La poésie des religions peut survivre à leur dogmatique : comme articles de foi, leurs idées sont aujourd’hui des anachronismes ; comme conceptions pratiques et philosophiques, elles sont en partie impérissahles, à l’égal de toute œuvre d’art. « Qui voudra, dit Lange, réfuter une messe de Palestrina ou accuser d’erreur la madone de Raphaël ? » Les religions ont inspiré tout un cycle d’œuvres littéraires et artistiques, ces œuvres leur survivront, du moins en partie : elles seront ce qui les justifiera le mieux un jour. Que nous reste-t-il des croisades aujourd’hui ? Parmi les meilleures choses qu’elles nous ont données, il faut compter quelques fleurs rapportées des pays lointains et propagées chez nous, — comme les roses de Damas, — des couleurs et des parfums qui ont survécu à la grande chevauchée de l’Europe contre l’Asie, au heurt d’idées et de passions éteintes aujourd’hui pour jamais.

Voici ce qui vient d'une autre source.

/// Resize a box shape by dragging `corner` to `cursor`.
///
/// The opposite corner stays fixed on screen. The cursor offset is measured in
/// the shape's unrotated frame; with `lock_aspect` (always for squares and
/// circles) it keeps the original width/height ratio. Text scales its font by
/// the height ratio instead of stretching.
pub fn resize_box(shape: &Shape, corner: Corner, cursor: Point, lock_aspect: bool) -> Shape {
    let Some(rect) = geometry::box_rect(shape) else {
        return shape.clone();
    };
    let (w, h) = (rect.width(), rect.height());
    let theta = shape.rotation;
    let half = Vec2::new(w / 2.0, h / 2.0);
    let opposite = corner.opposite().signs();
    let pinned =
        rect.center() + rotate_vec(Vec2::new(opposite.x * half.x, opposite.y * half.y), theta);

    let mut local = rotate_vec(cursor - pinned, -theta);
    if (lock_aspect || shape.kind.locks_aspect()) && w > EPSILON && h > EPSILON {
        local = constrain_ratio(local, w / h);
    }
    let target = Vec2::new(local.x.abs().max(MIN_SIZE), local.y.abs().max(MIN_SIZE));

    let mut resized = shape.clone();
    let size = match &shape.kind {
        ShapeKind::Text(text) => {
            let factor = if h > EPSILON { target.y / h } else { 1.0 };
            let scaled = text.scaled(factor);
            let size = scaled.size();
            resized.kind = ShapeKind::Text(scaled);
            Vec2::new(size.width, size.height)
        }
        ShapeKind::Image(image) => {
            let mut image = image.clone();
            image.width = target.x;
            image.height = target.y;
            resized.kind = ShapeKind::Image(image);
            target
        }
        ShapeKind::Rectangle | ShapeKind::Square | ShapeKind::Circle | ShapeKind::Ellipse => target,
        ShapeKind::Point
        | ShapeKind::Segment
        | ShapeKind::Polygon
        | ShapeKind::Freehand
        | ShapeKind::Curve(_) => return shape.clone(),
    };

    // The dragged corner sits at `offset` from the pinned one in the local frame.
    let offset = Vec2::new(size.x.copysign(local.x), size.y.copysign(local.y));
    let center = pinned + rotate_vec(offset / 2.0, theta);
    let half = size / 2.0;
    resized.points = match &resized.kind {
        ShapeKind::Text(_) | ShapeKind::Image(_) => vec![center - half],
        _ => vec![center - half, center + half],
    };
    resized
}

/// Resize a group by dragging `corner` of its bounding box to `cursor`.
///
/// The opposite corner of the group's visual bounds stays fixed and every
/// point is remapped into the new bounds. Vertex shapes bake their rotation
/// first; box shapes keep theirs. Text scales its font by the height ratio,
/// images their size. Curves are left alone.
pub fn resize_group(
    shapes: &[Shape],
    corner: Corner,
    cursor: Point,
    lock_aspect: bool,
) -> Vec<Shape> {
    let Some(bounds) = geometry::bounds_of(shapes) else {
        return shapes.to_vec();
    };
    let (w, h) = (bounds.width(), bounds.height());
    let pinned = corner.opposite().of_rect(bounds);

    let mut offset = cursor - pinned;
    if lock_aspect && w > EPSILON && h > EPSILON {
        offset = constrain_ratio(offset, w / h);
    }
    let size = Vec2::new(offset.x.abs().max(MIN_SIZE), offset.y.abs().max(MIN_SIZE));
    let dragged = pinned + Vec2::new(size.x.copysign(offset.x), size.y.copysign(offset.y));
    let target = Rect::from_points(pinned, dragged);

    let sx = if w > EPSILON { target.width() / w } else { 1.0 };
    let sy = if h > EPSILON { target.height() / h } else { 1.0 };
    let remap = |p: Point| {
        Point::new(
            target.x0 + (p.x - bounds.x0) * sx,
            target.y0 + (p.y - bounds.y0) * sy,
        )
    };

    shapes
        .iter()
        .map(|shape| {
            let mut scaled = shape.clone();
            match &shape.kind {
                ShapeKind::Curve(_) => return scaled,
                ShapeKind::Point
                | ShapeKind::Segment
                | ShapeKind::Polygon
                | ShapeKind::Freehand => {
                    scaled.points =
                        geometry::visual_corners(shape).into_iter().map(remap).collect();
                    scaled.rotation = 0.0;
                }
                ShapeKind::Rectangle
                | ShapeKind::Square
                | ShapeKind::Circle
                | ShapeKind::Ellipse => {
                    scaled.points = shape.points.iter().map(|p| remap(*p)).collect();
                }
                ShapeKind::Text(text) => {
                    scaled.points = shape.points.iter().map(|p| remap(*p)).collect();
                    scaled.kind = ShapeKind::Text(text.scaled(sy));
                }
                ShapeKind::Image(image) => {
                    scaled.points = shape.points.iter().map(|p| remap(*p)).collect();
                    let mut image = image.clone();
                    image.width *= sx;
                    image.height *= sy;
                    scaled.kind = ShapeKind::Image(image);
                }
            }
            scaled
        })
        .collect()
}

/// Resize a single shape through whichever strategy fits the handle and category.
pub fn resize(shape: &Shape, handle: Handle, cursor: Point, lock_aspect: bool) -> Shape {
    match (handle, shape.category()) {
        (Handle::Vertex(index), Category::Vertex) => drag_vertex(shape, index, cursor),
        (Handle::Corner(corner), Category::Box) => resize_box(shape, corner, cursor, lock_aspect),
        (Handle::Corner(corner), Category::Vertex) => {
            resize_group(std::slice::from_ref(shape), corner, cursor, lock_aspect)
                .into_iter()
                .next()
                .unwrap_or_else(|| shape.clone())
        }
        (Handle::Vertex(_), Category::Box | Category::Curve)
        | (Handle::Corner(_), Category::Curve) => shape.clone(),
    }
}

/// Stretch `offset` so its |x|/|y| matches `ratio`, following the dominant axis.
fn constrain_ratio(offset: Vec2, ratio: f64) -> Vec2 {
    let (ax, ay) = (offset.x.abs(), offset.y.abs());
    let (nx, ny) = if ax / ratio >= ay {
        (ax, ax / ratio)
    } else {
        (ay * ratio, ay)
    };
    Vec2::new(nx.copysign(offset.x), ny.copysign(offset.y))
}
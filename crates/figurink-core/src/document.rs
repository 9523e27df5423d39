//! Ordered shape collection and its JSON record codec.

use crate::constraints;
use crate::shapes::{Shape, ShapeError, ShapeId};
use serde::{Deserialize, Serialize};
use std::collections::HashSet;
use thiserror::Error;

/// Document errors.
#[derive(Debug, Error)]
pub enum DocumentError {
    #[error("Serialization error: {0}")]
    Json(#[from] serde_json::Error),
    #[error("Invalid shape: {0}")]
    Shape(#[from] ShapeError),
    #[error("Duplicate shape id: {0}")]
    DuplicateId(ShapeId),
}

/// Result type for document operations.
pub type DocumentResult<T> = Result<T, DocumentError>;

/// All shapes of a figure, back to front.
#[derive(Debug, Clone, Default, PartialEq, Serialize, Deserialize)]
pub struct Document {
    #[serde(default)]
    pub shapes: Vec<Shape>,
}

impl Document {
    pub fn new() -> Self {
        Self::default()
    }

    pub fn from_shapes(shapes: Vec<Shape>) -> Self {
        Self { shapes }
    }

    /// Add a shape on top.
    pub fn add_shape(&mut self, shape: Shape) {
        self.shapes.push(shape);
    }

    pub fn get_shape(&self, id: ShapeId) -> Option<&Shape> {
        self.shapes.iter().find(|s| s.id == id)
    }

    pub fn len(&self) -> usize {
        self.shapes.len()
    }

    pub fn is_empty(&self) -> bool {
        self.shapes.is_empty()
    }

    /// Remove shapes by id, detaching whatever was bound to them.
    pub fn remove_shapes(&mut self, ids: &[ShapeId]) {
        self.shapes = constraints::remove_shapes(&self.shapes, ids);
    }

    /// Check every record and every binding reference.
    pub fn validate(&self) -> DocumentResult<()> {
        let mut ids = HashSet::with_capacity(self.shapes.len());
        for shape in &self.shapes {
            if !ids.insert(shape.id) {
                return Err(DocumentError::DuplicateId(shape.id));
            }
        }
        for shape in &self.shapes {
            shape.validate()?;
            let dangling = shape
                .binding
                .iter()
                .flat_map(|b| b.parents())
                .find(|parent| !ids.contains(parent));
            if let Some(parent) = dangling {
                return Err(ShapeError::DanglingParent {
                    id: shape.id,
                    parent,
                }
                .into());
            }
        }
        Ok(())
    }

    /// Serialize the document to JSON.
    pub fn to_json(&self) -> DocumentResult<String> {
        Ok(serde_json::to_string_pretty(self)?)
    }

    /// Deserialize and validate a document from JSON.
    pub fn from_json(json: &str) -> DocumentResult<Self> {
        let document: Document = serde_json::from_str(json)?;
        if let Err(err) = document.validate() {
            log::warn!("Rejected document: {err}");
            return Err(err);
        }
        Ok(document)
    }
}

#[cfg(test)]
mod tests {
    use super::*;
    use crate::shapes::{Binding, Curve, CurveDegree, PathParam, TextContent};
    use kurbo::Point;
    use uuid::Uuid;

    fn sample() -> Document {
        let tri = Shape::polygon(vec![Point::ZERO, Point::new(100.0, 0.0), Point::new(0.0, 100.0)]);
        let marker = Shape::point(Point::new(50.0, 0.0))
            .with_binding(Binding::OnEdge { parent: tri.id, edge: 0, t: 0.5 });
        let circle = Shape::circle(Point::new(10.0, 10.0), 5.0);
        let on_circle = Shape::point(Point::new(15.0, 10.0)).with_binding(Binding::OnPath {
            parent: circle.id,
            param: PathParam::Angle(0.0),
        });
        let curve = Shape::curve(Curve::new(CurveDegree::Cubic, 0.5, 1.0, -2.0));
        let label = Shape::text(Point::new(5.0, 5.0), TextContent::new("A")).with_rotation(15.0);
        Document::from_shapes(vec![tri, marker, circle, on_circle, curve, label])
    }

    #[test]
    fn test_json_preserves_records_and_order() {
        let document = sample();
        let json = document.to_json().unwrap();
        let back = Document::from_json(&json).unwrap();
        assert_eq!(back, document);
    }

    #[test]
    fn test_from_json_rejects_dangling_parent() {
        let mut document = sample();
        let missing = Uuid::new_v4();
        document.add_shape(
            Shape::point(Point::ZERO).with_binding(Binding::OnEdge { parent: missing, edge: 0, t: 0.0 }),
        );
        let json = document.to_json().unwrap();
        let err = Document::from_json(&json).unwrap_err();
        assert!(matches!(
            err,
            DocumentError::Shape(ShapeError::DanglingParent { parent, .. }) if parent == missing
        ));
    }

    #[test]
    fn test_from_json_rejects_duplicate_ids() {
        let mut document = sample();
        let copy = document.shapes[0].clone();
        document.add_shape(copy);
        assert!(matches!(document.validate(), Err(DocumentError::DuplicateId(_))));
    }

    #[test]
    fn test_from_json_rejects_malformed_json() {
        assert!(matches!(Document::from_json("{\"shapes\": [1]}"), Err(DocumentError::Json(_))));
    }

    #[test]
    fn test_remove_shapes_detaches() {
        let mut document = sample();
        let tri = document.shapes[0].id;
        let marker = document.shapes[1].id;
        document.remove_shapes(&[tri]);
        assert_eq!(document.len(), 5);
        assert_eq!(document.get_shape(marker).and_then(|s| s.binding.clone()), None);
        assert!(document.validate().is_ok());
    }
}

Les prêtres, à certains points de vue, sont des artistes populaires ; seulement le véritable artiste doit se modifier avec le temps, comprendre les œuvres nouvelles, ne pas répéter indéfiniment le même thème musical ou poétique. Le côté faible de l’esthétique religieuse, c’est qu’elle ne connaît qu’un nombre restreint de drames ou de mystères qu’elle répète sans se lasser depuis des siècles. Elle devra un jour changer son répertoire. Qu’on se réunisse pour éprouver en commun une émotion à la fois esthétique et sérieuse, pour voir ou entendre quelque chose de beau, rien de mieux ; mais que cette émotion soit indéfiniment la même et que toute représentation ne soit qu’une répétition, c’est ce qui devient inadmissible. Le rite est inconciliable avec le double but que l’art se propose : variété et progrès dans l’expression des sentiments, variété et progrès dans les sentiments eux-mêmes. Il faudra donc tôt ou tard que l’art rudimentaire du rituel fasse place à des arts véritables et progressifs, par la même loi qui a fait que l’architecture instinctive et éternellement la même des oiseaux ou des insectes est devenue chez l’homme une architecture infiniment variée, qui a produit et produit encore les chefs-d’œuvre les plus divers, depuis Notre-Dame de Paris jusqu’à l’Alhambra.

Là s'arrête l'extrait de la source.